▸ **Exercise prompt**
The answer is a stretch of the material below, returned exactly: the line containing "error if there", the line containing "self.busy = true;", and all lines between.

▸ **Data to process**
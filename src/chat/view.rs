//! The chat view model.
//!
//! [`ChatView`] owns the transcript, the pending input and the busy flag, and
//! drives its own [`ConversationSession`]. Every submission runs start to
//! finish inside one `async fn`: append the user message, await the reply,
//! append the agent message. Because every entry point takes `&mut self`,
//! submissions can never overlap.

use std::sync::Arc;
use std::time::Duration;

use crate::backend::GenerativeBackend;
use crate::chat::render::Renderer;
use crate::chat::transcript::{Message, Sender, Transcript};
use crate::error::{Error, Result};
use crate::observability::{VIEW_BLANK_SUBMISSIONS, VIEW_SUBMISSIONS};
use crate::profile::SalesProfile;
use crate::session::{ConversationSession, SessionStats};
use crate::types::Model;

/// View state for one chat.
pub struct ChatView {
    backend: Arc<dyn GenerativeBackend>,
    profile: SalesProfile,
    model: Model,
    timeout: Option<Duration>,
    session: ConversationSession,
    transcript: Transcript,
    input: String,
    busy: bool,
    started: bool,
}

impl ChatView {
    /// Build a view and initialize its session from `profile`.
    ///
    /// # Errors
    ///
    /// Returns a validation error if the profile produces an invalid session
    /// configuration.
    pub fn new(
        backend: Arc<dyn GenerativeBackend>,
        profile: SalesProfile,
        model: Model,
        timeout: Option<Duration>,
    ) -> Result<Self> {
        let session = open_session(&backend, &profile, &model, timeout)?;
        Ok(Self {
            backend,
            profile,
            model,
            timeout,
            session,
            transcript: Transcript::new(),
            input: String::new(),
            busy: false,
            started: false,
        })
    }

    /// Open the conversation: send the startup directive and show the reply
    /// as the first agent message. Later calls return that same message.
    pub async fn start(&mut self, renderer: &mut dyn Renderer) -> Result<&Message> {
        if !self.started {
            let directive = self.profile.render_startup_directive();
            let reply = self.exchange(&directive, renderer).await?;
            self.started = true;
            let message = self.transcript.push(Sender::Agent, reply);
            renderer.print_message(message);
        }
        self.transcript
            .messages()
            .first()
            .ok_or(Error::NotInitialized)
    }

    /// Submit `text` as the user.
    ///
    /// Blank text is ignored and yields `Ok(None)`. Otherwise returns the
    /// agent's reply message. The conversation is opened first if `start`
    /// has not run yet, so the opener always precedes user input.
    pub async fn submit(
        &mut self,
        text: &str,
        renderer: &mut dyn Renderer,
    ) -> Result<Option<&Message>> {
        if text.trim().is_empty() {
            VIEW_BLANK_SUBMISSIONS.click();
            return Ok(None);
        }
        if !self.started {
            self.start(renderer).await?;
        }
        VIEW_SUBMISSIONS.click();

        let message = self.transcript.push(Sender::User, text);
        renderer.print_message(message);

        let reply = self.exchange(text, renderer).await?;
        let message = self.transcript.push(Sender::Agent, reply);
        renderer.print_message(message);
        Ok(Some(message))
    }

    /// Replace the pending input.
    pub fn set_input(&mut self, text: impl Into<String>) {
        self.input = text.into();
    }

    /// The pending input.
    pub fn input(&self) -> &str {
        &self.input
    }

    /// Submit the pending input and clear it.
    pub async fn submit_input(&mut self, renderer: &mut dyn Renderer) -> Result<Option<&Message>> {
        let text = std::mem::take(&mut self.input);
        self.submit(&text, renderer).await
    }

    /// Submit the predefined quick reply at `index` (zero-based).
    ///
    /// # Errors
    ///
    /// Returns a validation error if there is no quick reply at `index`.
    pub async fn quick_reply(
        &mut self,
        index: usize,
        renderer: &mut dyn Renderer,
    ) -> Result<Option<&Message>> {
        let Some(text) = self.profile.quick_replies.get(index).cloned() else {
            return Err(Error::validation(
                format!(
                    "no quick reply {} (have {})",
                    index + 1,
                    self.profile.quick_replies.len()
                ),
                Some("index".to_string()),
            ));
        };
        self.submit(&text, renderer).await
    }

    /// Start over: drop the session and transcript, open a fresh session and
    /// run the opener again.
    pub async fn reset(&mut self, renderer: &mut dyn Renderer) -> Result<&Message> {
        self.session = open_session(&self.backend, &self.profile, &self.model, self.timeout)?;
        self.transcript = Transcript::new();
        self.input.clear();
        self.started = false;
        log::info!("chat reset");
        self.start(renderer).await
    }

    async fn exchange(&mut self, text: &str, renderer: &mut dyn Renderer) -> Result<String> {
        self.busy = true;
        renderer.print_typing(&self.profile.typing_label);
        let reply = self.session.send(text).await;
        renderer.clear_typing();
        self.busy = false;
        reply
    }

    /// The transcript so far.
    pub fn transcript(&self) -> &Transcript {
        &self.transcript
    }

    /// True while a reply is pending.
    pub fn is_busy(&self) -> bool {
        self.busy
    }

    /// The persona in use.
    pub fn profile(&self) -> &SalesProfile {
        &self.profile
    }

    /// The model in use.
    pub fn model(&self) -> &Model {
        &self.model
    }

    /// The per-turn timeout in use.
    pub fn timeout(&self) -> Option<Duration> {
        self.timeout
    }

    /// The instruction the session was opened with.
    pub fn system_prompt(&self) -> Option<&str> {
        self.session.system_prompt()
    }

    /// Session counters.
    pub fn session_stats(&self) -> SessionStats {
        self.session.stats()
    }
}

fn open_session(
    backend: &Arc<dyn GenerativeBackend>,
    profile: &SalesProfile,
    model: &Model,
    timeout: Option<Duration>,
) -> Result<ConversationSession> {
    let mut session = ConversationSession::new(Arc::clone(backend));
    session.initialize(profile.session_config(model.clone(), timeout))?;
    Ok(session)
}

▸ **Answer space**
    /// Returns a validation error if there is no quick reply at `index`.
    pub async fn quick_reply(
        &mut self,
        index: usize,
        renderer: &mut dyn Renderer,
    ) -> Result<Option<&Message>> {
        let Some(text) = self.profile.quick_replies.get(index).cloned() else {
            return Err(Error::validation(
                format!(
                    "no quick reply {} (have {})",
                    index + 1,
                    self.profile.quick_replies.len()
                ),
                Some("index".to_string()),
            ));
        };
        self.submit(&text, renderer).await
    }

    /// Start over: drop the session and transcript, open a fresh session and
    /// run the opener again.
    pub async fn reset(&mut self, renderer: &mut dyn Renderer) -> Result<&Message> {
        self.session = open_session(&self.backend, &self.profile, &self.model, self.timeout)?;
        self.transcript = Transcript::new();
        self.input.clear();
        self.started = false;
        log::info!("chat reset");
        self.start(renderer).await
    }

    async fn exchange(&mut self, text: &str, renderer: &mut dyn Renderer) -> Result<String> {
        self.busy = true;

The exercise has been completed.